Let's not get too carried away with superficial changes in the province. Just because you walk down the streets of a particular village today whereas you couldn't do it 12 months ago doesn't mean that can be sustained. At some stage that needs to be transferred to local forces. And if you transfer to an inept, corrupt, despicable and unpopular district chief or police chief, it's a vicious circle. You go back through the whole thing again.

Afghanistan was the "good war" and President Hamid Karzai was once feted as a nation builder. What went wrong?

I think there were failures on all sides. I think that maybe the West was too optimistic and they didn't really go in there for a long-term, 10-year project. I think most people assumed that they would be in and out in a couple of years. Afghans knew that this was going to be a hard slog.

The West really hasn't done enough to ensure the government actually does the right thing by its people. There's an old adage that oppositions don't win elections, governments lose elections. It's because the government has been so weak on issues such as governance and delivery of the basic services that the Taliban were provided with an opportunity to re-emerge.

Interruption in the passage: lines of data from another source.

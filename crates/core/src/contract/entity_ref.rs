//! Universal entity reference type
//!
//! Different entity kinds carry different identifier types. `EntityRef`
//! provides one uniform, hashable handle so that the index, the ranker and
//! the result aggregator can pass candidates around without knowing which
//! table they came from.
//!
//! ## Usage
//!
//! ```
//! use agora_core::{EntityKind, EntityRef, PostId};
//!
//! let post = EntityRef::post(PostId(42));
//! assert_eq!(post.kind(), EntityKind::Post);
//! assert_eq!(post.raw_id(), 42);
//! ```

use super::EntityKind;
use crate::types::{CategoryId, GroupId, PostId, TagId, TopicId, UserId};
use serde::{Deserialize, Serialize};

/// Universal reference to any searchable entity
///
/// ## Invariants
///
/// - Every EntityRef has exactly one variant (entity kind)
/// - EntityRef variants match EntityKind variants 1:1
#[derive(Debug, Clone, Copy, PartialEq, Eq, PartialOrd, Ord, Hash, Serialize, Deserialize)]
#[serde(tag = "kind", content = "id", rename_all = "snake_case")]
pub enum EntityRef {
    /// Reference to a post
    Post(PostId),
    /// Reference to a topic
    Topic(TopicId),
    /// Reference to a user
    User(UserId),
    /// Reference to a category
    Category(CategoryId),
    /// Reference to a tag
    Tag(TagId),
    /// Reference to a group
    Group(GroupId),
}

impl EntityRef {
    /// Create a post reference
    pub fn post(id: PostId) -> Self {
        EntityRef::Post(id)
    }

    /// Create a topic reference
    pub fn topic(id: TopicId) -> Self {
        EntityRef::Topic(id)
    }

    /// Create a user reference
    pub fn user(id: UserId) -> Self {
        EntityRef::User(id)
    }

    /// Create a category reference
    pub fn category(id: CategoryId) -> Self {
        EntityRef::Category(id)
    }

    /// Create a tag reference
    pub fn tag(id: TagId) -> Self {
        EntityRef::Tag(id)
    }

    /// Create a group reference
    pub fn group(id: GroupId) -> Self {
        EntityRef::Group(id)
    }

    /// Get the kind of this entity
    pub fn kind(&self) -> EntityKind {
        match self {
            EntityRef::Post(_) => EntityKind::Post,
            EntityRef::Topic(_) => EntityKind::Topic,
            EntityRef::User(_) => EntityKind::User,
            EntityRef::Category(_) => EntityKind::Category,
            EntityRef::Tag(_) => EntityKind::Tag,
            EntityRef::Group(_) => EntityKind::Group,
        }
    }

    /// Raw integer identifier, used as the final deterministic tie-break
    pub fn raw_id(&self) -> u64 {
        match self {
            EntityRef::Post(id) => id.get(),
            EntityRef::Topic(id) => id.get(),
            EntityRef::User(id) => id.get(),
            EntityRef::Category(id) => id.get(),
            EntityRef::Tag(id) => id.get(),
            EntityRef::Group(id) => id.get(),
        }
    }

    /// The post id, if this is a post reference
    pub fn as_post(&self) -> Option<PostId> {
        match self {
            EntityRef::Post(id) => Some(*id),
            _ => None,
        }
    }

    /// The user id, if this is a user reference
    pub fn as_user(&self) -> Option<UserId> {
        match self {
            EntityRef::User(id) => Some(*id),
            _ => None,
        }
    }
}

impl std::fmt::Display for EntityRef {
    fn fmt(&self, f: &mut std::fmt::Formatter<'_>) -> std::fmt::Result {
        write!(f, "{}:{}", self.kind(), self.raw_id())
    }
}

I think the Americans are learning. Are they doing the right things today compared to 10 years ago? It's hard to tell. I mean, the proof's in the pudding. The government is very unpopular, the popularity of the international forces has dropped a bit and people have become very apathetic. And as I mentioned in my talk, Afghanistan and Pakistan collectively will have half a billion people, the majority of which will be a very young population, by 2050. So the region is not something we can just sweep under the rug and expect to go away.

Many of those young people boosted the ratings for the American Idol-style show Afghan Star on your network. It's drawn the ire of fundamentalists, but is its popularity a positive hint that the next generation is resisting radicalization?

I think it's very possible. Our young population, 60 per cent of Afghans are under 20, is aspirational like young people in Canada and in the United States. We've seen urbanization at a rate that is unheard of. Now with urbanization people forget about tribalism and so forth - they become city dwellers and they have the same ambitions as young kids in your major cities would have. It's a very hopeful period for them and I think we cannot lose their trust and their hope. It's not about changing the country overnight, that's going to take a long time, it's about regaining the momentum and empowering the young people.